Danken will ich heute auch stellvertretend den vielen Ehrenamtlichen, so der Gruppe SOLWODI mit Schwester Lea Ackermann, die sich vorbildlich Opfern, insbesondere Frauen mit ausländischer Herkunft, widmet.

(Vereinzelt Beifall bei der SPD)

Erstmals wurde im September der Journalistenpreis „Opferschutz“ vom Justizminister vergeben. Mit dem Preis werden Beiträge ausgezeichnet, die nicht nach Sensation gieren oder eine plumpe voyeuristische Betroffenheit erzeugen und bedienen. Vielmehr soll ein Gefühl für das Opfer und seinen Weg vermittelt werden.
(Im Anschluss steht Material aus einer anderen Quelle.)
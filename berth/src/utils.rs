use colored::ColoredString;
use std::env;
use std::process::{Command, Stdio};
use std::str;
use tokio::io::{self, AsyncBufReadExt, AsyncRead};
use tokio::process::{ChildStderr, ChildStdout, Command as TokioCommand};
use tokio::sync::mpsc::{self, UnboundedSender};

pub fn which(tool: &str) -> Option<String> {
    let which_output = Command::new("which").args([tool]).output().ok()?;
    let which = str::from_utf8(&which_output.stdout).ok()?.trim().to_string();

    if !which_output.status.success() || which.is_empty() {
        None
    } else {
        Some(which)
    }
}

pub fn first_which(candidates: &[&str]) -> Option<String> {
    candidates.iter().find_map(|candidate| which(candidate))
}

pub async fn handle_stream<R: AsyncRead + Unpin>(reader: R, sender: UnboundedSender<String>) {
    let mut reader = io::BufReader::new(reader);
    let mut line = String::new();

    while reader.read_line(&mut line).await.unwrap_or(0) > 0 {
        if !line.trim().is_empty() {
            // Progress output redraws with `\r`; keep the final frame only.
            let last = line.split('\r').last().unwrap_or(&line);
            if sender.send(last.to_string()).is_err() {
                break;
            }
        }
        line.clear();
    }
}

/// Prints child output under `label` as it arrives and returns every line
/// once both streams are closed.
pub async fn pipe_output(
    label: &ColoredString,
    stdout: Option<ChildStdout>,
    stderr: Option<ChildStderr>,
) -> Vec<String> {
    let (tx, mut rx) = mpsc::unbounded_channel();

    let mut tasks = Vec::new();
    if let Some(stdout) = stdout {
        tasks.push(tokio::spawn(handle_stream(stdout, tx.clone())));
    }
    if let Some(stderr) = stderr {
        tasks.push(tokio::spawn(handle_stream(stderr, tx.clone())));
    }
    drop(tx);

    let mut lines = Vec::new();
    while let Some(line) = rx.recv().await {
        let clean_line = line.trim_end().replace('\x1B', "");
        println!("       {}  |   {}", label, clean_line);
        lines.push(clean_line);
    }

    futures::future::join_all(tasks).await;
    lines
}

/// Runs `command` to completion, streaming its output. A spawn failure or a
/// non-zero exit is an error carrying the working directory, the command
/// line and everything the command printed.
pub async fn run_command(label: ColoredString, command: &str, args: Vec<&str>) -> Result<(), String> {
    let debug_args = args.join(" ");
    log::debug!("Running {} {}", command, debug_args);

    let mut child = TokioCommand::new(command)
        .args(&args)
        .stdout(Stdio::piped())
        .stderr(Stdio::piped())
        .spawn()
        .map_err(|e| format!("Failed to execute {}: {}", command, e))?;

    let mut lines = pipe_output(&label, child.stdout.take(), child.stderr.take()).await;
    let status = child
        .wait()
        .await
        .map_err(|e| format!("Failed waiting for {}: {}", command, e))?;

    if status.success() {
        return Ok(());
    }

    let working_directory = env::current_dir()
        .map(|d| d.display().to_string())
        .unwrap_or_default();
    let exit = match status.code() {
        Some(code) => format!("exit code {}", code),
        None => "terminated by signal".to_string(),
    };

    lines.insert(0, "---".to_string());
    lines.insert(0, format!("Command: {} {} ({})", command, debug_args, exit));
    lines.insert(0, format!("Working directory: {}", working_directory));
    Err(lines.join("\n"))
}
Mit Blick auf die Charta der Menschenrechte weise ich abschließend auf unsere Landesverfassung vom 18. Mai 1947 hin, wo unter den Freiheitsrechten der Einzelperson gleich in Artikel 1 Abs. 2 steht, dass der Staat die Aufgabe hat, die persönliche Freiheit und die Selbstständigkeit des Menschen zu schützen. Tun wir alles, auch diesen Auftrag mit zu erfüllen. Arbeiten wir gemeinsam daran, dass es weniger Opfer gibt und der Opferschutzbericht 2010 wieder positive Entwicklungen bei den Hilfen für die Opfer aufzeigen kann.

Vielen Dank.

(Beifall der SPD)

Herr Kollege Burgard, bevor ich Sie vom Pult entlasse, sollten Sie vielleicht Ihren Wein mitnehmen, den Sie heute Morgen geschenkt bekommen haben. Er kann hier noch abgeholt werden. Er hat heute Geburtstag. Sonst vergisst er ihn. Wir wissen dann nicht, was wir damit anfangen sollen.
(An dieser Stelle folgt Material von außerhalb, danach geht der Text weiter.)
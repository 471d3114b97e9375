use log::debug;
use std::net::TcpListener;
use std::time::Duration;

/// Fails if something on this host already listens on `port`.
pub fn ensure_port_available(port: u16) -> Result<(), String> {
    match TcpListener::bind(("0.0.0.0", port)) {
        Ok(_) => Ok(()),
        Err(e) => Err(format!("Host port {} is not available: {}", port, e)),
    }
}

/// GETs `url` until it answers 2xx, giving up after `attempts` tries spaced
/// `delay` apart. Returns the final status code.
pub async fn probe(url: &str, attempts: u32, delay: Duration) -> Result<u16, String> {
    let client = reqwest::Client::builder()
        .timeout(Duration::from_secs(5))
        .build()
        .map_err(|e| e.to_string())?;

    let mut last_error = format!("{} was never probed", url);
    for attempt in 1..=attempts.max(1) {
        match client.get(url).send().await {
            Ok(response) if response.status().is_success() => {
                return Ok(response.status().as_u16());
            }
            Ok(response) => {
                last_error = format!("{} answered {}", url, response.status());
            }
            Err(e) => {
                last_error = format!("{} is unreachable: {}", url, e);
            }
        }
        debug!("Probe attempt {} failed: {}", attempt, last_error);
        if attempt < attempts {
            tokio::time::sleep(delay).await;
        }
    }

    Err(last_error)
}
use crate::builder::variables::{Variables, VariablesFile, ENVIRONMENTS};
use crate::builder::{BuildSpec, ConfigError};
use serde::{Deserialize, Serialize};
use std::path::{Path, PathBuf};
use std::sync::Arc;

fn default_context() -> String {
    ".".to_string()
}

fn default_dockerfile() -> String {
    "Dockerfile".to_string()
}

/// On-disk layout of `berth.yaml`.
#[derive(Debug, Clone, Deserialize)]
struct Descriptor {
    product: String,
    #[serde(default = "default_context")]
    context: String,
    #[serde(default = "default_dockerfile")]
    dockerfile: String,
    image: BuildSpec,
    #[serde(default)]
    variables: VariablesFile,
}

#[derive(Debug, Clone, PartialEq, Serialize)]
pub struct Config {
    product_name: String,
    product_uri: String,
    environment: String,
    context_dir: PathBuf,
    dockerfile_path: PathBuf,
    docker_registry: Option<String>,
    spec: BuildSpec,
    variables: Variables,
}

impl Config {
    pub fn product_name(&self) -> &str {
        &self.product_name
    }
    pub fn product_uri(&self) -> &str {
        &self.product_uri
    }
    pub fn environment(&self) -> &str {
        &self.environment
    }
    pub fn context_dir(&self) -> &Path {
        &self.context_dir
    }
    pub fn dockerfile_path(&self) -> &Path {
        &self.dockerfile_path
    }
    pub fn docker_registry(&self) -> Option<&str> {
        self.docker_registry.as_deref()
    }
    pub fn spec(&self) -> &BuildSpec {
        &self.spec
    }
    pub fn variables(&self) -> &Variables {
        &self.variables
    }

    /// Loads the descriptor at `descriptor_path`. The build context and the
    /// Dockerfile location are resolved relative to the descriptor's directory.
    pub fn new(
        descriptor_path: &str,
        environment: &str,
        docker_registry: Option<String>,
    ) -> Result<Arc<Self>, ConfigError> {
        let contents = std::fs::read_to_string(descriptor_path).map_err(|source| ConfigError::Read {
            path: descriptor_path.to_string(),
            source,
        })?;
        let base_dir = Path::new(descriptor_path)
            .parent()
            .filter(|p| !p.as_os_str().is_empty())
            .unwrap_or_else(|| Path::new("."));

        Self::from_yaml(&contents, descriptor_path, base_dir, environment, docker_registry)
    }

    pub fn from_yaml(
        contents: &str,
        origin: &str,
        base_dir: &Path,
        environment: &str,
        docker_registry: Option<String>,
    ) -> Result<Arc<Self>, ConfigError> {
        let environment = environment.to_lowercase();
        if !ENVIRONMENTS.contains(&environment.as_str()) {
            return Err(ConfigError::InvalidEnvironment(environment));
        }

        let descriptor: Descriptor = serde_yaml::from_str(contents).map_err(|source| ConfigError::Parse {
            path: origin.to_string(),
            source,
        })?;

        let product_uri = slug::slugify(&descriptor.product);
        let context_dir = base_dir.join(&descriptor.context);
        let dockerfile_path = context_dir.join(&descriptor.dockerfile);

        Ok(Arc::new(Config {
            product_name: descriptor.product,
            product_uri,
            variables: Variables::new(descriptor.variables, &environment),
            environment,
            context_dir,
            dockerfile_path,
            docker_registry: docker_registry.filter(|r| !r.is_empty()),
            spec: descriptor.image,
        }))
    }
}

#[cfg(test)]
mod tests {
    use super::*;

    const DESCRIPTOR: &str = r#"
product: CLT Chatbot
context: ../..
dockerfile: products/clt-chatbot/Dockerfile
image:
  base_image: python:3.11-slim
  workdir: /app
  dependency_manifest: requirements.txt
  copy_steps:
    - { source: requirements.txt, destination: . }
    - { source: ., destination: . }
  install: [pip, install, --no-cache-dir, -r, requirements.txt]
  exposed_port: 8000
  entrypoint: [uvicorn, "main:app", --host, 0.0.0.0, --port, "8000"]
variables:
  dev:
    RUST_LOG: debug
"#;

    #[test]
    fn loads_descriptor_relative_to_its_directory() {
        let config = Config::from_yaml(
            DESCRIPTOR,
            "berth.yaml",
            Path::new("products/clt-chatbot"),
            "Dev",
            Some(String::new()),
        )
        .unwrap();

        assert_eq!(config.product_name(), "CLT Chatbot");
        assert_eq!(config.product_uri(), "clt-chatbot");
        assert_eq!(config.environment(), "dev");
        assert_eq!(config.context_dir(), Path::new("products/clt-chatbot/../.."));
        assert_eq!(
            config.dockerfile_path(),
            Path::new("products/clt-chatbot/../../products/clt-chatbot/Dockerfile")
        );
        assert_eq!(config.docker_registry(), None);
        assert_eq!(config.spec().exposed_port, 8000);
        assert_eq!(config.spec().entrypoint[1], "main:app");
        assert!(config.spec().build.is_empty());
        assert_eq!(config.variables().pairs(), vec!["RUST_LOG=debug"]);
    }

    #[test]
    fn rejects_unknown_environment() {
        let err = Config::from_yaml(DESCRIPTOR, "berth.yaml", Path::new("."), "qa", None).unwrap_err();
        assert!(matches!(err, ConfigError::InvalidEnvironment(env) if env == "qa"));
    }

    #[test]
    fn reports_parse_errors_with_origin() {
        let err = Config::from_yaml("product: x\n", "broken.yaml", Path::new("."), "dev", None).unwrap_err();
        assert!(err.to_string().starts_with("failed to parse broken.yaml"));
    }

    #[test]
    fn reports_missing_descriptor() {
        let err = Config::new("/nonexistent/berth.yaml", "dev", None).unwrap_err();
        assert!(matches!(err, ConfigError::Read { .. }));
    }

    #[test]
    fn chatbot_image_toolchain_matches_workspace_rust_version() {
        let manifest = std::fs::read_to_string(concat!(env!("CARGO_MANIFEST_DIR"), "/../Cargo.toml")).unwrap();
        let rust_version = manifest
            .lines()
            .find_map(|line| line.trim().strip_prefix("rust-version = "))
            .map(|v| v.trim_matches('"'))
            .unwrap();

        let path = concat!(env!("CARGO_MANIFEST_DIR"), "/../products/clt-chatbot/berth.yaml");
        let config = Config::new(path, "dev", None).unwrap();
        assert_eq!(config.spec().base_image, format!("rust:{}-slim", rust_version));

        let install = config.spec().install.join(" ");
        assert!(install.contains("CARGO_RESOLVER_INCOMPATIBLE_RUST_VERSIONS=fallback cargo fetch"));
    }

    #[test]
    fn chatbot_descriptor_is_clean() {
        let path = concat!(env!("CARGO_MANIFEST_DIR"), "/../products/clt-chatbot/berth.yaml");
        let config = Config::new(path, "prod", None).unwrap();

        assert_eq!(config.product_uri(), "clt-chatbot");
        assert_eq!(config.spec().check(), vec![]);
        assert!(config.dockerfile_path().ends_with("products/clt-chatbot/Dockerfile"));
        assert_eq!(config.variables().pairs(), vec!["RUST_LOG=warn"]);
    }
}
Liebe Kolleginnen und Kollegen, ich darf Gäste im Landtag begrüßen, und zwar Mitarbeiterinnen des Kindergartens Kleinniedesheim und Bürgerfestgeehrte sowie Gewinner vom Rosenball aus Bobenheim-Roxheim. Herzlich willkommen!

(Beifall im Hause)

Weiterhin darf ich Mitglieder des CDU-Gemeindeverbandes Oberhausen-Rheinhausen begrüßen. Herzlich willkommen!

(Beifall im Hause)

Herr Kollege Schneiders hat das Wort.

Herr Präsident, meine sehr verehrten Damen und Herren! Herr Kollege Burgard, dass wir heute am Tag der Menschenrechte diesen Bericht diskutieren können, liegt auch ein bisschen daran, dass wir ihn in den letzten Plenarsitzungen ein paar Mal verschoben haben.
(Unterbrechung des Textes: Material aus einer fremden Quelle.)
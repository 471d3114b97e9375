use crate::builder::spec::{BuildSpec, CopyStep, Instruction};
use crate::dockerignore::DockerIgnore;
use serde::{Deserialize, Serialize};
use std::fs;
use std::io;
use std::path::{Path, PathBuf};

pub const PLAN_DIR: &str = ".berth";
const PLAN_FILE: &str = "layers.json";

#[derive(Serialize, Deserialize, Debug, Clone, PartialEq, Eq)]
pub struct Layer {
    pub instruction: String,
    pub key: String,
}

#[derive(Serialize, Deserialize, Debug, Clone, Copy, PartialEq, Eq)]
pub enum LayerState {
    Cached,
    Rebuilt,
}

/// Cache keys for every layer of an image build. Each key covers its parent
/// key, so a changed layer changes every key after it.
#[derive(Serialize, Deserialize, Debug, Default, Clone, PartialEq, Eq)]
pub struct LayerPlan {
    pub layers: Vec<Layer>,
}

impl LayerPlan {
    pub fn compute(spec: &BuildSpec, context_dir: &Path, ignore: &DockerIgnore) -> io::Result<Self> {
        let mut parent = blake3::Hash::from([0u8; 32]);
        let mut layers = Vec::new();

        for instruction in spec.instructions() {
            let text = instruction.to_string();
            let mut hasher = blake3::Hasher::new();
            hasher.update(parent.as_bytes());
            hasher.update(text.as_bytes());
            if let Instruction::Copy(step) = &instruction {
                hasher.update(content_digest(step, context_dir, ignore)?.as_bytes());
            }

            parent = hasher.finalize();
            layers.push(Layer {
                instruction: text,
                key: parent.to_hex().to_string(),
            });
        }

        Ok(LayerPlan { layers })
    }

    /// Pairs each layer with whether `previous` already produced it. Once a
    /// layer is rebuilt, every later layer is too.
    pub fn compare<'a>(&'a self, previous: Option<&LayerPlan>) -> Vec<(&'a Layer, LayerState)> {
        let mut cached = previous.is_some();
        self.layers
            .iter()
            .enumerate()
            .map(|(i, layer)| {
                cached = cached
                    && previous
                        .and_then(|p| p.layers.get(i))
                        .map(|old| old.key == layer.key)
                        .unwrap_or(false);
                let state = if cached {
                    LayerState::Cached
                } else {
                    LayerState::Rebuilt
                };
                (layer, state)
            })
            .collect()
    }

    fn path(context_dir: &Path) -> PathBuf {
        context_dir.join(PLAN_DIR).join(PLAN_FILE)
    }

    /// The plan recorded by the last successful build, if any.
    pub fn load(context_dir: &Path) -> Option<Self> {
        let contents = fs::read_to_string(Self::path(context_dir)).ok()?;
        serde_json::from_str(&contents).ok()
    }

    pub fn save(&self, context_dir: &Path) -> io::Result<()> {
        let path = Self::path(context_dir);
        if let Some(dir) = path.parent() {
            fs::create_dir_all(dir)?;
        }
        let contents = serde_json::to_string_pretty(self).map_err(io::Error::other)?;
        fs::write(path, contents)
    }
}

/// Whether `name` (context-relative) lies in berth's own state directory,
/// which never counts as build input.
fn is_plan_path(name: &str) -> bool {
    name.split('/').next() == Some(PLAN_DIR)
}

fn relative_name(context_dir: &Path, path: &Path) -> Option<String> {
    let relative = path.strip_prefix(context_dir).ok()?;
    let parts = relative
        .components()
        .map(|c| c.as_os_str().to_string_lossy().into_owned())
        .collect::<Vec<_>>();
    Some(parts.join("/"))
}

fn collect_files(
    context_dir: &Path,
    path: &Path,
    ignore: &DockerIgnore,
    files: &mut Vec<(String, PathBuf)>,
) -> io::Result<()> {
    let name = relative_name(context_dir, path).unwrap_or_default();
    if !name.is_empty() && (is_plan_path(&name) || ignore.ignores(&name)) {
        return Ok(());
    }

    let metadata = fs::metadata(path)?;
    if metadata.is_dir() {
        for entry in fs::read_dir(path)? {
            collect_files(context_dir, &entry?.path(), ignore, files)?;
        }
    } else if metadata.is_file() {
        files.push((name, path.to_path_buf()));
    }
    Ok(())
}

/// Digest of the files a copy source selects: each file's context-relative
/// path and bytes, in path order. Sources may be glob patterns.
pub fn content_digest(step: &CopyStep, context_dir: &Path, ignore: &DockerIgnore) -> io::Result<blake3::Hash> {
    let mut files = Vec::new();

    if step.is_full_source() {
        collect_files(context_dir, context_dir, ignore, &mut files)?;
    } else {
        let pattern = context_dir.join(&step.source);
        let pattern = pattern.to_string_lossy();
        let matches = glob::glob(&pattern).map_err(|e| io::Error::new(io::ErrorKind::InvalidInput, e))?;
        for entry in matches {
            let path = entry.map_err(|e| io::Error::other(e.to_string()))?;
            collect_files(context_dir, &path, ignore, &mut files)?;
        }
    }

    files.sort();
    files.dedup();

    let mut hasher = blake3::Hasher::new();
    for (name, path) in &files {
        hasher.update(name.as_bytes());
        hasher.update(&[0]);
        hasher.update(&fs::read(path)?);
        hasher.update(&[0]);
    }
    Ok(hasher.finalize())
}

#[cfg(test)]
mod tests {
    use super::*;
    use crate::builder::spec::tests::python_spec;
    use std::fs;
    use tempfile::TempDir;

    const INSTALL: &str = "RUN pip install --no-cache-dir -r requirements.txt";

    fn context() -> TempDir {
        let dir = tempfile::tempdir().unwrap();
        fs::write(dir.path().join("requirements.txt"), "fastapi==0.110.0\n").unwrap();
        fs::write(dir.path().join("main.py"), "app = None\n").unwrap();
        fs::create_dir(dir.path().join("static")).unwrap();
        fs::write(dir.path().join("static/index.html"), "<html></html>").unwrap();
        dir
    }

    fn key<'a>(plan: &'a LayerPlan, instruction: &str) -> &'a str {
        let layer = plan.layers.iter().find(|layer| layer.instruction == instruction);
        &layer.unwrap().key
    }

    fn plan(dir: &TempDir) -> LayerPlan {
        LayerPlan::compute(&python_spec(), dir.path(), &DockerIgnore::load(dir.path())).unwrap()
    }

    fn states(current: &LayerPlan, previous: &LayerPlan) -> Vec<LayerState> {
        current
            .compare(Some(previous))
            .into_iter()
            .map(|(_, state)| state)
            .collect()
    }

    #[test]
    fn unchanged_inputs_give_identical_plans() {
        let dir = context();
        let first = plan(&dir);
        assert_eq!(first.layers.len(), 7);
        assert_eq!(plan(&dir), first);
        assert!(states(&plan(&dir), &first)
            .iter()
            .all(|s| *s == LayerState::Cached));
    }

    #[test]
    fn source_edit_keeps_install_layer() {
        let dir = context();
        let before = plan(&dir);
        fs::write(dir.path().join("main.py"), "app = 'changed'\n").unwrap();
        let after = plan(&dir);

        assert_eq!(key(&after, INSTALL), key(&before, INSTALL));
        assert_ne!(key(&after, "COPY . ."), key(&before, "COPY . ."));
        assert_eq!(
            states(&after, &before),
            vec![
                LayerState::Cached,
                LayerState::Cached,
                LayerState::Cached,
                LayerState::Cached,
                LayerState::Rebuilt,
                LayerState::Rebuilt,
                LayerState::Rebuilt,
            ]
        );
    }

    #[test]
    fn manifest_edit_invalidates_install_layer() {
        let dir = context();
        let before = plan(&dir);
        fs::write(dir.path().join("requirements.txt"), "fastapi==0.111.0\n").unwrap();
        let after = plan(&dir);

        assert_ne!(key(&after, INSTALL), key(&before, INSTALL));
        assert_eq!(states(&after, &before)[2], LayerState::Rebuilt);
        assert_eq!(states(&after, &before)[3], LayerState::Rebuilt);
    }

    #[test]
    fn ignored_files_do_not_affect_keys() {
        let dir = context();
        fs::write(dir.path().join(".dockerignore"), ".berth\n*.log\n").unwrap();
        let before = plan(&dir);
        fs::write(dir.path().join("debug.log"), "noise").unwrap();
        before.save(dir.path()).unwrap();
        assert_eq!(plan(&dir), before);
    }

    #[test]
    fn saving_the_plan_does_not_invalidate_it() {
        let dir = context();
        assert!(!dir.path().join(".dockerignore").exists());

        let first = plan(&dir);
        first.save(dir.path()).unwrap();
        let second = plan(&dir);
        assert_eq!(second, first);

        second.save(dir.path()).unwrap();
        let previous = LayerPlan::load(dir.path()).unwrap();
        assert!(states(&plan(&dir), &previous)
            .iter()
            .all(|s| *s == LayerState::Cached));
        assert!(is_plan_path(".berth/layers.json"));
        assert!(!is_plan_path("src/.berth"));
    }

    #[test]
    fn saved_plan_round_trips_and_first_build_rebuilds_everything() {
        let dir = context();
        assert!(LayerPlan::load(dir.path()).is_none());

        let current = plan(&dir);
        assert!(current
            .compare(None)
            .iter()
            .all(|(_, state)| *state == LayerState::Rebuilt));

        current.save(dir.path()).unwrap();
        assert_eq!(LayerPlan::load(dir.path()), Some(current));
    }
}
Der Bericht, der heute zu diskutieren ist, ist die Folge des Beschlusses dieses Hohen Hauses vom 24. Mai 2007, dass die Landesregierung alle zwei Jahre dem Landtag berichtet, welche Maßnahmen sie zur Verbesserung des Opferschutzes ergriffen hat bzw. zu ergreifen beabsichtigt. Der Bericht ist datiert vom 1. Oktober 2008. Es ist nicht mehr so lange hin, dann werden wir den nächsten Bericht diskutieren können. Der erste Bericht ist eine Bestandsaufnahme, wie ich es formulieren

möchte. Der Bericht informiert über Rechte und Pflichten des Opfers, listet vorbeugende und nachsorgende Opferschutzmaßnahmen auf, stellt die zahlenmäßige Entwicklung in den letzten Jahren dar. So ist zum Beispiel die Gesamtzahl der Opfer bzw. Geschädigten von 1998 bis 2007 stetig angestiegen.

Das Risiko, Opfer zu werden, ist bei Jugendlichen am höchsten. Der Bericht informiert weiter über Gesetzeslücken und Bundesratsinitiativen.